The Soloist: Jamie Foxx Battles With Inferior Script

An old-fashioned tale for a newfangled world, Joe Wright’s overwrought drama turns on a series of columns begun in 2005 by Los Angeles Times reporter Steve Lopez, an old-school vox populi whose writing about his friendship with Nathaniel Ayers, a musically gifted, schizophrenic homeless black man on the city’s Skid Row, drew an outpouring of reader sympathy. Wright, who brought us the ghosts of upper-crust England past with Pride and Prejudice and Atonement, seems an odd choice to direct a movie set in the Other Los Angeles, and he vulgarizes Lopez’s intelligent populism.
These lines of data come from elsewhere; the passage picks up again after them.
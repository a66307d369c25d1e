// Copyright (c) Meta Platforms, Inc. and affiliates.

// This software may be used and distributed according to the terms of the
// GNU General Public License version 2.

//! Task creation and exit.

use tracing::debug;

use crate::class::class;
use crate::class::ClassId;
use crate::core::Sched;
use crate::cpumask::Cpumask;
use crate::error::SchedError;
use crate::error::SchedResult;
use crate::prio::normal_prio;
use crate::prio::LoadWeight;
use crate::prio::Policy;
use crate::prio::DEFAULT_PRIO;
use crate::setsched::SchedAttr;
use crate::task::DequeueFlags;
use crate::task::EnqueueFlags;
use crate::task::OnRq;
use crate::task::SchedEntity;
use crate::task::Task;
use crate::task::TaskKind;
use crate::task::TaskState;
use crate::task::WakeFlags;
use crate::types::CpuId;
use crate::types::GroupId;
use crate::types::Pid;

impl Sched {
    /// Create a task as a child of `parent`, or of nobody. The child
    /// inherits policy, priority, affinity and group; with
    /// `reset_on_fork` it falls back to the default policy. The task is
    /// left in `NEW` state until `wake_up_new_task`.
    pub fn sched_fork(&mut self, parent: Option<Pid>, comm: &str) -> SchedResult<Pid> {
        self.fork_task(parent, comm, None)
    }

    fn fork_task(&mut self, parent: Option<Pid>, comm: &str, group: Option<GroupId>) -> SchedResult<Pid> {
        let nr = self.nr_cpus();
        let pid = self.tasks.alloc_pid();
        let mut t = Task::new(pid, comm, nr);
        if let Some(pp) = parent {
            let par = self.tasks.get(pp).ok_or(SchedError::NoSuchTask(pp))?;
            if par.policy.is_dl() && !par.reset_on_fork {
                return Err(SchedError::InvalidParams("deadline tasks cannot fork"));
            }
            t.policy = par.policy;
            t.static_prio = par.static_prio;
            t.rt_priority = par.rt_priority;
            t.reset_on_fork = par.reset_on_fork;
            t.cpus_allowed = par.cpus_allowed.clone();
            t.user_cpus = par.user_cpus.clone();
            t.group = par.group;
            t.uclamp_req = par.uclamp_req;
            // Do not inherit a PI boost.
            t.normal_prio = par.normal_prio;
        }
        if let Some(g) = group {
            t.group = g;
        }
        if t.reset_on_fork {
            if t.policy.is_rt() || t.policy.is_dl() {
                t.policy = Policy::Normal;
                t.rt_priority = 0;
            }
            if t.static_prio < DEFAULT_PRIO {
                t.static_prio = DEFAULT_PRIO;
            }
            t.reset_on_fork = false;
        }
        t.normal_prio = normal_prio(t.policy, t.static_prio, t.rt_priority);
        t.prio = t.normal_prio;
        t.class = ClassId::for_task(TaskKind::Normal, t.prio);
        t.state = TaskState::NEW;

        let cpu = self.this_cpu;
        let cpu = if t.cpus_allowed.has(cpu) {
            cpu
        } else {
            t.cpus_allowed.first().map_or(cpu, |c| CpuId(c as u32))
        };
        t.cpu = cpu;
        t.wake_cpu = cpu;
        t.recent_used_cpu = cpu;
        let depth = self.entity_depth_for(t.group);
        t.se = SchedEntity::new_task(LoadWeight::for_prio(t.policy, t.static_prio), t.group, depth);
        if t.policy.is_rt() {
            t.rt.time_slice = self.tunables.rr_timeslice_ns();
        }
        self.tasks.insert(t);

        self.uclamp_fork(pid);
        self.init_task_load_avg(pid);
        let id = self.tasks[pid].class;
        class(id).task_fork(self, pid);
        debug!(pid = pid.0, comm, cpu = cpu.0, "forked");
        Ok(pid)
    }

    /// Make a forked task runnable for the first time, placing it with
    /// fork balancing.
    pub fn wake_up_new_task(&mut self, p: Pid) -> SchedResult<()> {
        let t = self.tasks.get(p).ok_or(SchedError::NoSuchTask(p))?;
        if !t.state.contains(TaskState::NEW) {
            return Err(SchedError::InvalidParams("task already started"));
        }
        let prev = t.cpu;
        self.tasks[p].state = TaskState::RUNNING;
        let cpu = self.select_task_rq(p, prev, WakeFlags::FORK);
        // Not attached anywhere yet: move without the migration hooks.
        let t = &mut self.tasks[p];
        t.cpu = cpu;
        t.wake_cpu = cpu;
        self.post_init_task_util_avg(p);
        self.update_rq_clock(cpu);
        self.activate_task(cpu, p, EnqueueFlags::NOCLOCK | EnqueueFlags::INITIAL);
        self.check_preempt_curr(cpu, p, WakeFlags::FORK);
        let id = self.tasks[p].class;
        class(id).task_woken(self, cpu, p);
        self.run_balance_callbacks(cpu);
        Ok(())
    }

    /// Convenience for drivers: fork with attributes, an optional affinity
    /// and start the task.
    pub fn spawn(&mut self, comm: &str, attr: &SchedAttr, group: GroupId, cpus: Option<&Cpumask>) -> SchedResult<Pid> {
        if !self.groups.contains(group) {
            return Err(SchedError::NoSuchGroup(group));
        }
        let p = self.fork_task(None, comm, Some(group))?;
        // Set up before the first wakeup so nothing is queued yet.
        let setup = cpus.map_or(Ok(()), |m| self.set_cpus_allowed(p, m)).and_then(|()| {
            if *attr != SchedAttr::default() {
                self.sched_setattr(p, attr)
            } else {
                Ok(())
            }
        });
        if let Err(e) = setup {
            self.tasks.remove(p);
            return Err(e);
        }
        self.wake_up_new_task(p)?;
        Ok(p)
    }

    /// The task on `cpu` exits. It is switched out at once and released
    /// after its last switch.
    pub fn sched_exit(&mut self, p: Pid) -> SchedResult<()> {
        let t = self.tasks.get(p).ok_or(SchedError::NoSuchTask(p))?;
        if t.kind != TaskKind::Normal {
            return Err(SchedError::InvalidParams("per-cpu helper tasks cannot exit"));
        }
        let cpu = t.cpu;
        let running = self.rqs[cpu.idx()].curr == p;
        self.tasks[p].state = TaskState::DEAD;
        if running {
            self.schedule(cpu);
            return Ok(());
        }
        // Not running: drop it from wherever it waits.
        self.remove_pending_wakeup(p);
        if self.tasks[p].is_queued() {
            self.deactivate_task(cpu, p, DequeueFlags::SLEEP);
        }
        let id = self.tasks[p].class;
        class(id).task_dead(self, p);
        self.release_dead_task(p);
        Ok(())
    }

    fn remove_pending_wakeup(&mut self, p: Pid) {
        for rq in self.rqs.iter_mut() {
            rq.wake_list.retain(|&(q, _)| q != p);
        }
    }

    /// Drop the dead task's timers and its table entry. Class state was
    /// released by the class's `task_dead`.
    pub(crate) fn release_dead_task(&mut self, p: Pid) {
        if let Some(h) = self.tasks[p].dl.timer.take() {
            self.timers.cancel(h);
        }
        if let Some(h) = self.tasks[p].dl.inactive_timer.take() {
            self.timers.cancel(h);
        }
        self.tasks[p].on_rq = OnRq::NotQueued;
        if let Some(t) = self.tasks.remove(p) {
            debug!(pid = p.0, comm = %t.comm, runtime = t.se.sum_exec_runtime, "exited");
            if let Some(m) = self.monitor.as_mut() {
                m.task_exited(&t);
            }
        }
    }
}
Using local non-pro actors, he pumps up Lopez’s laconically described Skid Row into a Ken Russell hellhole of social outcasts, a florid backdrop for Lopez’s steep learning curve about the man he wants to save from himself. Screenwriter Susannah Grant has turned the happily married Lopez (Robert Downey Jr.) into a barely socialized basket case divorced from his wife and boss (Catherine Keener). Stalwartly resisting the overkill, Downey delivers his lines in a flat mumble that’s astutely complemented by Jamie Foxx, whose beautifully modulated performance as Nathaniel catches the way people with psychotic illnesses slip in and out of rationality. Foxx and Downey’s disciplined duet come close to redeeming The Soloist from its visual excesses, but Wright leaves us with a parting shot of the dancing homeless that shamelessly exploits the very people he means to champion.